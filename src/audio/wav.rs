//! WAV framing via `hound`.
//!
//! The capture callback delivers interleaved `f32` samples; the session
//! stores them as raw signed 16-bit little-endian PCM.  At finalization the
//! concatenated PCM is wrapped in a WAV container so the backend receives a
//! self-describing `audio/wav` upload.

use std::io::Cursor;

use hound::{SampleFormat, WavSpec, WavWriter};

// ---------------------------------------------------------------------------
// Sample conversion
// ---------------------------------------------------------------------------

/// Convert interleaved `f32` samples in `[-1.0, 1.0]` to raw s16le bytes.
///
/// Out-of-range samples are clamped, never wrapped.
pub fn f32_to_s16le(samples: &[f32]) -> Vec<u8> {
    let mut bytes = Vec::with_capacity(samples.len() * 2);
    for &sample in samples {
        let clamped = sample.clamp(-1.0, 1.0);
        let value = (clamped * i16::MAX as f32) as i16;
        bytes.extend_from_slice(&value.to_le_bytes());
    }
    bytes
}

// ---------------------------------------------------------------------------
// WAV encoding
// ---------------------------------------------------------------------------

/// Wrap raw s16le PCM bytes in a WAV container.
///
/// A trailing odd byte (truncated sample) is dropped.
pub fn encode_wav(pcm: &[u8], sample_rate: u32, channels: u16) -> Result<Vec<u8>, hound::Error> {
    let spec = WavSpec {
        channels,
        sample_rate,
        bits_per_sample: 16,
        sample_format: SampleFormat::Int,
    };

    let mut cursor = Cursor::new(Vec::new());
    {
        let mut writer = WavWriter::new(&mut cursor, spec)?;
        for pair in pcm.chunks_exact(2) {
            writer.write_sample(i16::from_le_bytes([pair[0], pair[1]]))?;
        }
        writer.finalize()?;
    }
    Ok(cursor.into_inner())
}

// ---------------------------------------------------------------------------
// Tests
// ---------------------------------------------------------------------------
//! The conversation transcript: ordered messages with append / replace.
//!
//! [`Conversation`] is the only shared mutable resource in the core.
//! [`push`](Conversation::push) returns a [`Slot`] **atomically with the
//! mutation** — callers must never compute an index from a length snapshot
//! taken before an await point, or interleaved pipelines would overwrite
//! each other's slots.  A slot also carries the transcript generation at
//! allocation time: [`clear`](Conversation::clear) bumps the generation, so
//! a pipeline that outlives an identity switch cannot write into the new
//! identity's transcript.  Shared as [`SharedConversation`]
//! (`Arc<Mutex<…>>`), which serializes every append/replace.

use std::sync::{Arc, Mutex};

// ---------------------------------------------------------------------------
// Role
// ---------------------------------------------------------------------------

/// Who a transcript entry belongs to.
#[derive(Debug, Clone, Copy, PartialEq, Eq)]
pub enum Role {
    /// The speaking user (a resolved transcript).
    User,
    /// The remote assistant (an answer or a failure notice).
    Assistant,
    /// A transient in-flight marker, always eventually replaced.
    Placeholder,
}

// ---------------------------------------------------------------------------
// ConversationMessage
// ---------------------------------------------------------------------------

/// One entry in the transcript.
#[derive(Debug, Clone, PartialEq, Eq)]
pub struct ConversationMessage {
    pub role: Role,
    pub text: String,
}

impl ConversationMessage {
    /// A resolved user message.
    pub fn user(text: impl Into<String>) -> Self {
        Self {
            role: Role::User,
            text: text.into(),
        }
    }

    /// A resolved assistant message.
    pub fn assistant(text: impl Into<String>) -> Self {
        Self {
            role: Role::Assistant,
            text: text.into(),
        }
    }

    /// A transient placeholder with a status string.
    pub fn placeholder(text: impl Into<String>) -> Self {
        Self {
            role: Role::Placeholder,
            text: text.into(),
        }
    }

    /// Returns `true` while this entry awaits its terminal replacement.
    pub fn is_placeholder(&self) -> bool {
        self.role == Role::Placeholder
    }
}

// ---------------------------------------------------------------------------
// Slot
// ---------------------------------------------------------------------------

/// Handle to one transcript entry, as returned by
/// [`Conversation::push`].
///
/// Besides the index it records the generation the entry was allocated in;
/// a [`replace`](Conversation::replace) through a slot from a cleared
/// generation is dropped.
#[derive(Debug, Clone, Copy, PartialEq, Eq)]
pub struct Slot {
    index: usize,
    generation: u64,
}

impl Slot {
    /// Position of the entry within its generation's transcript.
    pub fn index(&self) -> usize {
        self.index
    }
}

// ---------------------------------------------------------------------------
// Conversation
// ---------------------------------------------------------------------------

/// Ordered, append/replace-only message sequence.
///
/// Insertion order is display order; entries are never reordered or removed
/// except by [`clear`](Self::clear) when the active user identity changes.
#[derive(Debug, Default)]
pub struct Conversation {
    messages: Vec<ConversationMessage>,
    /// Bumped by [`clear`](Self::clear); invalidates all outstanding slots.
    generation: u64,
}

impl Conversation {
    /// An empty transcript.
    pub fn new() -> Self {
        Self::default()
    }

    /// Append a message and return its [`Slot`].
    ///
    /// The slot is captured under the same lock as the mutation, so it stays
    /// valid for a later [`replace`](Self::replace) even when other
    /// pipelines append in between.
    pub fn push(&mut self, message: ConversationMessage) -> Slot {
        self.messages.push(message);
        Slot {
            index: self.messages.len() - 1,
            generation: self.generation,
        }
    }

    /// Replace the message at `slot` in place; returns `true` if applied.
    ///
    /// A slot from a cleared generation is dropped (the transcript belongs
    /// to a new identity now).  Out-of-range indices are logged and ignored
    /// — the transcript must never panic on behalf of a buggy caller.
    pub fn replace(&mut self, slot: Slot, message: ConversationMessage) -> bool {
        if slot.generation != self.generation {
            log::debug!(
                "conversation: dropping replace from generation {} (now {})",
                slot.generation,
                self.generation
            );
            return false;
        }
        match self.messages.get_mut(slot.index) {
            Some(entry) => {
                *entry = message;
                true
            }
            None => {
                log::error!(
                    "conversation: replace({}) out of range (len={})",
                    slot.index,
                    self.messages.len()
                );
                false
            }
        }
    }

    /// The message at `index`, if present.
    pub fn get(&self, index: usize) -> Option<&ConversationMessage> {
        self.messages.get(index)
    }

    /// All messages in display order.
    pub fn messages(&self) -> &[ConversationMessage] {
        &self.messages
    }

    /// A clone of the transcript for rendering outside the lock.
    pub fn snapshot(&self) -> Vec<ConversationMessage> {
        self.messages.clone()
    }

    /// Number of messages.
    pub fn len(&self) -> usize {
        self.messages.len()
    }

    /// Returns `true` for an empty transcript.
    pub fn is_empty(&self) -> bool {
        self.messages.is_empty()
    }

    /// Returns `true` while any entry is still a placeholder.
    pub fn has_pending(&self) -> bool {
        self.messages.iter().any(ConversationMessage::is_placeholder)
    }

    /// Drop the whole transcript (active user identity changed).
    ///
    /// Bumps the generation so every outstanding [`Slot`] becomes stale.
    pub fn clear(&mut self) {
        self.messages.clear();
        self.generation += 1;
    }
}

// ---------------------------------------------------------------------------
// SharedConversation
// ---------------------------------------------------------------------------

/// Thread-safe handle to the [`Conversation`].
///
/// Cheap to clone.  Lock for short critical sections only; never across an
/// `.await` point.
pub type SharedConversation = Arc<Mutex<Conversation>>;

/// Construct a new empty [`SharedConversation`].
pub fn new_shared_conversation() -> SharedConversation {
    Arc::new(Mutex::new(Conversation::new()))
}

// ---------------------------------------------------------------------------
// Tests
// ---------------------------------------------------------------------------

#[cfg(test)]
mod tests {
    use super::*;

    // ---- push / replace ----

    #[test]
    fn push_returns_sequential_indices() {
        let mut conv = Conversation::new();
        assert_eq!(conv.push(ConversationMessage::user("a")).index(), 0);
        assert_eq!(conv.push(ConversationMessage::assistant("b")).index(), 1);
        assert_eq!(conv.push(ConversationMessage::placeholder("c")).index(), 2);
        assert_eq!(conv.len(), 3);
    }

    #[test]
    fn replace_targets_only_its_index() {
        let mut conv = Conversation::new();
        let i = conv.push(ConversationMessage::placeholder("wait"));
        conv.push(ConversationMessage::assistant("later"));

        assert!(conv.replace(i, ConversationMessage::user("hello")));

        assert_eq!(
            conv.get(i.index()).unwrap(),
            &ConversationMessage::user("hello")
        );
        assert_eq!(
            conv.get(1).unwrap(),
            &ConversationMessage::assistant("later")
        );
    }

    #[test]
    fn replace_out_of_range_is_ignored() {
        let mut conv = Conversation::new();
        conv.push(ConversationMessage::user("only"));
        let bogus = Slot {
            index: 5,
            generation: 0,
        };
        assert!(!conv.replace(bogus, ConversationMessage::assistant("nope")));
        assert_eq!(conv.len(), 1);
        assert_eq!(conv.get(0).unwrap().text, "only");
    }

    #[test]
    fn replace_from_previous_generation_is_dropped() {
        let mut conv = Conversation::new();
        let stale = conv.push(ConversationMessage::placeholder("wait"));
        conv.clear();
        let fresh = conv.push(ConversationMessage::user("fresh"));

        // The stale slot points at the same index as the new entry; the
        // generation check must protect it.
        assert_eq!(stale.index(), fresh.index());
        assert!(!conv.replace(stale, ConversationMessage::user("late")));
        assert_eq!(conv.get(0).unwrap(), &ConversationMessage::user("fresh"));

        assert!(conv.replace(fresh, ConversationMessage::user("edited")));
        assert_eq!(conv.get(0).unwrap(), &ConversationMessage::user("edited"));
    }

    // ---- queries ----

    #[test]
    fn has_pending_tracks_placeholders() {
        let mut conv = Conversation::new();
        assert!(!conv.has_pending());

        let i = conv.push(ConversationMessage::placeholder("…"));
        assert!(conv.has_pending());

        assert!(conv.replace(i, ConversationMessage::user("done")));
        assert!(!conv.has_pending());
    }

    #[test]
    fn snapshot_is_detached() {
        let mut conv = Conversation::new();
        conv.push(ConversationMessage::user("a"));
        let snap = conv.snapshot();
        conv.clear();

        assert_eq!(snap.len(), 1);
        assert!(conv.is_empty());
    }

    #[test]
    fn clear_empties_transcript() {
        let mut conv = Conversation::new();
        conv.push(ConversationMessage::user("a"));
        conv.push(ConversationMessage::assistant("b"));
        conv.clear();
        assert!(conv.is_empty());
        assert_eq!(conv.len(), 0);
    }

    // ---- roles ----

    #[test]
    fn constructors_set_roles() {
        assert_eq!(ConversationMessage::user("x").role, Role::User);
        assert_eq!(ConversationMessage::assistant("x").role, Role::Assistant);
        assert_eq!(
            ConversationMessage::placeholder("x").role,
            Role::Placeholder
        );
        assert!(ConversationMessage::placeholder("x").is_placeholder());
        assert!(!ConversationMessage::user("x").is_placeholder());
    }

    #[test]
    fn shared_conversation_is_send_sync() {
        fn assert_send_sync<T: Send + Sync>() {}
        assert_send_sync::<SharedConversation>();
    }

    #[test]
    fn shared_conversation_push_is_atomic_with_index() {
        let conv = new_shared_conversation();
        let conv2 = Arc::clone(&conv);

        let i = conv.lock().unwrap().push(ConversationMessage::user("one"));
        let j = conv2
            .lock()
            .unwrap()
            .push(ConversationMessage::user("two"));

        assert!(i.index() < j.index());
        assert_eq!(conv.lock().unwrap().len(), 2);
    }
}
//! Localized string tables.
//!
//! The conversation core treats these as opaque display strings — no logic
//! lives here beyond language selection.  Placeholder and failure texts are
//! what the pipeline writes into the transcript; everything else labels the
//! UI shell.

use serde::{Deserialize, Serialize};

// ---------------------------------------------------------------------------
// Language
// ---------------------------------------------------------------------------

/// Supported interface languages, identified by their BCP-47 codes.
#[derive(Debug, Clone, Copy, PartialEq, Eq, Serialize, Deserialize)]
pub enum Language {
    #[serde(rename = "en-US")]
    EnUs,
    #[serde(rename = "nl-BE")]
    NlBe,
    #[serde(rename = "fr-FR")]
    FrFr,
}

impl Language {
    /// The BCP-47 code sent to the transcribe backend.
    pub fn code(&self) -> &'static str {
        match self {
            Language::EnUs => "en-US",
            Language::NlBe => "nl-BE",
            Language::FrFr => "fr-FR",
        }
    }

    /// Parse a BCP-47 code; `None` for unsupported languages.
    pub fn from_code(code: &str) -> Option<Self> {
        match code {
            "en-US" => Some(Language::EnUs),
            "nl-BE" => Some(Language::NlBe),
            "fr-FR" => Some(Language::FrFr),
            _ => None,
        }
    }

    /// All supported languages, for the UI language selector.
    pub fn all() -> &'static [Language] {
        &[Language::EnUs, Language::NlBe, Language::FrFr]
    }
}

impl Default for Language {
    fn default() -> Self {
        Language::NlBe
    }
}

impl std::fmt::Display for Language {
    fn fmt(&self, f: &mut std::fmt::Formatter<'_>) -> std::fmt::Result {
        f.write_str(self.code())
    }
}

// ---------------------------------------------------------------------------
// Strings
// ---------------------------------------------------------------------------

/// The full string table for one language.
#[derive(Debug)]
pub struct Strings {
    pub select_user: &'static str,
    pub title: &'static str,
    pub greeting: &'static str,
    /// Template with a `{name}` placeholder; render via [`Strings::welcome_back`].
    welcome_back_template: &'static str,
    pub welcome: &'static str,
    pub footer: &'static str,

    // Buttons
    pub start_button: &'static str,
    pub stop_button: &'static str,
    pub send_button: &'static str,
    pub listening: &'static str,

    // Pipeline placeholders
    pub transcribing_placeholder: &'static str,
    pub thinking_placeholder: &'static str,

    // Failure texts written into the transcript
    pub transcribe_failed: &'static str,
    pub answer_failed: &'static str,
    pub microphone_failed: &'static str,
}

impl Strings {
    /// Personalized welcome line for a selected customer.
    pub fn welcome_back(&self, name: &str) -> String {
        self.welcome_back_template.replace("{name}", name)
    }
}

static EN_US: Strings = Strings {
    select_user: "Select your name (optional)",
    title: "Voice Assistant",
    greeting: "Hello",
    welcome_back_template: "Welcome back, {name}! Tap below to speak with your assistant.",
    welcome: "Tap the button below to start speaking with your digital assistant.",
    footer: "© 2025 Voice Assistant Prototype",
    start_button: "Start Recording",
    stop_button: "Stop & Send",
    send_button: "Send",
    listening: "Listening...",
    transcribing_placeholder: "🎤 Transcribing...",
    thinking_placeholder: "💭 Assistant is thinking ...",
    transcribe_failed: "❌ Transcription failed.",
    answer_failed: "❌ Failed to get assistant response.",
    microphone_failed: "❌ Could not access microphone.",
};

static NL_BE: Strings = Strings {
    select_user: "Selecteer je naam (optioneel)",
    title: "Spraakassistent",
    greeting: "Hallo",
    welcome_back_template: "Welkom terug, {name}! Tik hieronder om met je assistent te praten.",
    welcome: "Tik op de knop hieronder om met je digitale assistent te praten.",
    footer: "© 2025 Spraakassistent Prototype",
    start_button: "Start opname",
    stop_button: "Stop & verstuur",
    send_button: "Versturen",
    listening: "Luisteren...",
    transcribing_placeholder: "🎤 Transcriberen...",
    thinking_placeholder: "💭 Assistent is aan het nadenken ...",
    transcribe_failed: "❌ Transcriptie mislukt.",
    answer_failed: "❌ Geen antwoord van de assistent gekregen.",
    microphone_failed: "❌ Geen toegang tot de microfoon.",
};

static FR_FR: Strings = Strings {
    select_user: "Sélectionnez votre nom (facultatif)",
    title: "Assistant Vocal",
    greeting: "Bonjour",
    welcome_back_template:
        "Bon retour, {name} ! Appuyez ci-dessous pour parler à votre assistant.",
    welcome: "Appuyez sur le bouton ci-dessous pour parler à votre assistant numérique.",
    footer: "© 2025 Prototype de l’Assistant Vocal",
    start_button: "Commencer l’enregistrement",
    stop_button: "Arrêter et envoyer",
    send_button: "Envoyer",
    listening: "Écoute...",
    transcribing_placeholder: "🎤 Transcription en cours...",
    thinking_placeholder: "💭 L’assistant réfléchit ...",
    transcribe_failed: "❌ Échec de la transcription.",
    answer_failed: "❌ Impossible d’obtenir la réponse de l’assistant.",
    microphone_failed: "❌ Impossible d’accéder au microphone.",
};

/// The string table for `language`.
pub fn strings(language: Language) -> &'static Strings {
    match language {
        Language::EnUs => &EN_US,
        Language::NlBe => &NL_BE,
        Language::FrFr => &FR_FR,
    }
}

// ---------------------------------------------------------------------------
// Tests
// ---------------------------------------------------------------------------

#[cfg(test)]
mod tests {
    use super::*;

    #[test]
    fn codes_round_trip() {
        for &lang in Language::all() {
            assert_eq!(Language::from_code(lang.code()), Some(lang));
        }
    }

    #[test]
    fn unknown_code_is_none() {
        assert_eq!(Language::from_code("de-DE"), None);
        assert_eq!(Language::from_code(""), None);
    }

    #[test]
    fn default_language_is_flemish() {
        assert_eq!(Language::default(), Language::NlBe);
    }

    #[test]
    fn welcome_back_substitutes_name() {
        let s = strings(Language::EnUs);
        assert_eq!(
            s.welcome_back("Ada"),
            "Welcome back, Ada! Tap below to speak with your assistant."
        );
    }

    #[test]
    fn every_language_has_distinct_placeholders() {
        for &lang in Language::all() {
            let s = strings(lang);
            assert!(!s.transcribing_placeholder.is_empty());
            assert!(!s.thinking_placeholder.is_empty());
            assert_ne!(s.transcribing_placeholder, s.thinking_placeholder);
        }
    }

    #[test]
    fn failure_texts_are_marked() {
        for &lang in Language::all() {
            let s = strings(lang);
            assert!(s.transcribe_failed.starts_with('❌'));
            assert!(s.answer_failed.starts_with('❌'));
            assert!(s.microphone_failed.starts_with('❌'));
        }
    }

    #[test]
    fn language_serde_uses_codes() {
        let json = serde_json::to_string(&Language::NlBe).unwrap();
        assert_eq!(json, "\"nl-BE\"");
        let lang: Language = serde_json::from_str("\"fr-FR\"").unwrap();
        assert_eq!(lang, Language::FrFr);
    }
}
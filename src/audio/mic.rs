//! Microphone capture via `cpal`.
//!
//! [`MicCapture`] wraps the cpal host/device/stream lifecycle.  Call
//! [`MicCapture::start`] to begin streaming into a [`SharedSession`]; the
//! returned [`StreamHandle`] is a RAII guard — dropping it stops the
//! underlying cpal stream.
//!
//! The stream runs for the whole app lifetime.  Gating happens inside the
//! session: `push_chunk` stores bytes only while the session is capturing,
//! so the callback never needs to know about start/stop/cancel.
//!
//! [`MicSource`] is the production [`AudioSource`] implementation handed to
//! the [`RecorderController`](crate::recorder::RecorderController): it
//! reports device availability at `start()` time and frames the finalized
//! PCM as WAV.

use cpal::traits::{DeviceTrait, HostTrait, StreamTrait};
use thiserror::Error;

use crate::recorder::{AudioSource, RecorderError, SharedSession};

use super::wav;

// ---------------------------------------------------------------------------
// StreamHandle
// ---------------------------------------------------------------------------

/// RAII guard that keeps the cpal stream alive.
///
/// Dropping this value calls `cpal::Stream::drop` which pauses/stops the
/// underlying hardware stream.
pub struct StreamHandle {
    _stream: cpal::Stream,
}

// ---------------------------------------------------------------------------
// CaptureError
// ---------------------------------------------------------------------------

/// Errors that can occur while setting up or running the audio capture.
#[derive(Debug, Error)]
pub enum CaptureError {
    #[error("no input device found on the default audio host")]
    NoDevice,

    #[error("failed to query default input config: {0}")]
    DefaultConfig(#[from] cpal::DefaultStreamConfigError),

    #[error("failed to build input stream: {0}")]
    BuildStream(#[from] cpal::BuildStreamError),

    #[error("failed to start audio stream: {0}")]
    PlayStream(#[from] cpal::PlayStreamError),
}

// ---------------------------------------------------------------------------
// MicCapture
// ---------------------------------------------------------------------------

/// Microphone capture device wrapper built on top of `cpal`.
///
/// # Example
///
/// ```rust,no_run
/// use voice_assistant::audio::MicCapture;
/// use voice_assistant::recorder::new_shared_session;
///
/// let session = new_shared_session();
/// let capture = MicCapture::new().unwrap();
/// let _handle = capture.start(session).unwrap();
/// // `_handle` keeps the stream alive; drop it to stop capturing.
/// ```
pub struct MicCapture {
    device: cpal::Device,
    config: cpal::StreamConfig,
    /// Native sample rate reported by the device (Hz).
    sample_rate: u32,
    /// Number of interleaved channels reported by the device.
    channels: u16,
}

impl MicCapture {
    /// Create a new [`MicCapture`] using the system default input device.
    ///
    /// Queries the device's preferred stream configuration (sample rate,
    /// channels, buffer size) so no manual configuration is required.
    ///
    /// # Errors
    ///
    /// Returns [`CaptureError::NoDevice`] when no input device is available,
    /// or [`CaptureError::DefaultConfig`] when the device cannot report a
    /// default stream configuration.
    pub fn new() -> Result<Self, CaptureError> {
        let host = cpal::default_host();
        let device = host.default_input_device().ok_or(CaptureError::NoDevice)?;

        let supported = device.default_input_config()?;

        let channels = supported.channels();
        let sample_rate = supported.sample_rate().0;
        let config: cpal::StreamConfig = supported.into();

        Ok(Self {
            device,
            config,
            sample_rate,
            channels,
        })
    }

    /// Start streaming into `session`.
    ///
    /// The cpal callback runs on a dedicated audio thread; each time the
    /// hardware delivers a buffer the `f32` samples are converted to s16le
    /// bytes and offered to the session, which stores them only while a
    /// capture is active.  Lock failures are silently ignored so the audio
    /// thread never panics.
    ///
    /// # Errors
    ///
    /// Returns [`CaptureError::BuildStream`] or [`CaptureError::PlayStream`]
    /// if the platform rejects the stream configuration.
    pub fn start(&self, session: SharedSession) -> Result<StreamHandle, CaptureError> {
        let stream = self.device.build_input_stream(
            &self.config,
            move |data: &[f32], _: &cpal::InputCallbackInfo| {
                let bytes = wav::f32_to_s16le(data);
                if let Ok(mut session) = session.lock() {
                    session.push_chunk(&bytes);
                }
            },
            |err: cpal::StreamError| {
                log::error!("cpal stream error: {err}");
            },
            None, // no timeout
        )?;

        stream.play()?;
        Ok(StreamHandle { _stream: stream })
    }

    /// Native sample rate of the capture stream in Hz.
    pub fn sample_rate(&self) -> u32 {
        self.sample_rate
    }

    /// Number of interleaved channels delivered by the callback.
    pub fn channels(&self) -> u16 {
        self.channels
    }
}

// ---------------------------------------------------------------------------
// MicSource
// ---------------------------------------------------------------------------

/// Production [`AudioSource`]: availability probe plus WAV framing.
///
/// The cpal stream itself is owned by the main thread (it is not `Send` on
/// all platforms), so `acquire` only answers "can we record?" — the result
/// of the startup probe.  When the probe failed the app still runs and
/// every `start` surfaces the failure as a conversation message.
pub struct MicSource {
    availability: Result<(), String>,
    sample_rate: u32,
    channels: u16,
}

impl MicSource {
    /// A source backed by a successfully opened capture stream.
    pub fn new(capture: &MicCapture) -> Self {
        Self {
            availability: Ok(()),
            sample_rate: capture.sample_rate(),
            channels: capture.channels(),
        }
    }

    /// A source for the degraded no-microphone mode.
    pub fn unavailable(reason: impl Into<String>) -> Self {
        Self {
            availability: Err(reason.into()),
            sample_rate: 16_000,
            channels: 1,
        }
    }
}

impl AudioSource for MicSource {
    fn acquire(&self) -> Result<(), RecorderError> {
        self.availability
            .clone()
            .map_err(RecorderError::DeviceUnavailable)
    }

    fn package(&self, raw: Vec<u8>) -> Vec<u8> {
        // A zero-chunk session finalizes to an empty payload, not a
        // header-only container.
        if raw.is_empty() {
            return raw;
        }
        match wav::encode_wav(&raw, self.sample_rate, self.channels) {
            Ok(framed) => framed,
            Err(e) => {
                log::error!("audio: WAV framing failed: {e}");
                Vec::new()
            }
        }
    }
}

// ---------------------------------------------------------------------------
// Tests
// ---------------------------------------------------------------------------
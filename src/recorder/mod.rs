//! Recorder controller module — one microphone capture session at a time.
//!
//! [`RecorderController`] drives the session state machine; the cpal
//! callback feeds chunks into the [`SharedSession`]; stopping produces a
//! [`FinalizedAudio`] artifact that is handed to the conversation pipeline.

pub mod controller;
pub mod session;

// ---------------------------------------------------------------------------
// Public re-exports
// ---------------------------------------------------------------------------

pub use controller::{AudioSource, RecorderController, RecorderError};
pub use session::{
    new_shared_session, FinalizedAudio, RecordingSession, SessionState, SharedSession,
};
■ ■ ■ ■ ■
### ABOUT THIS TASK:
Throughout the material, how many lines contain the string "votre"? Answer with the number alone.

### THE COMPLETED TASK:
3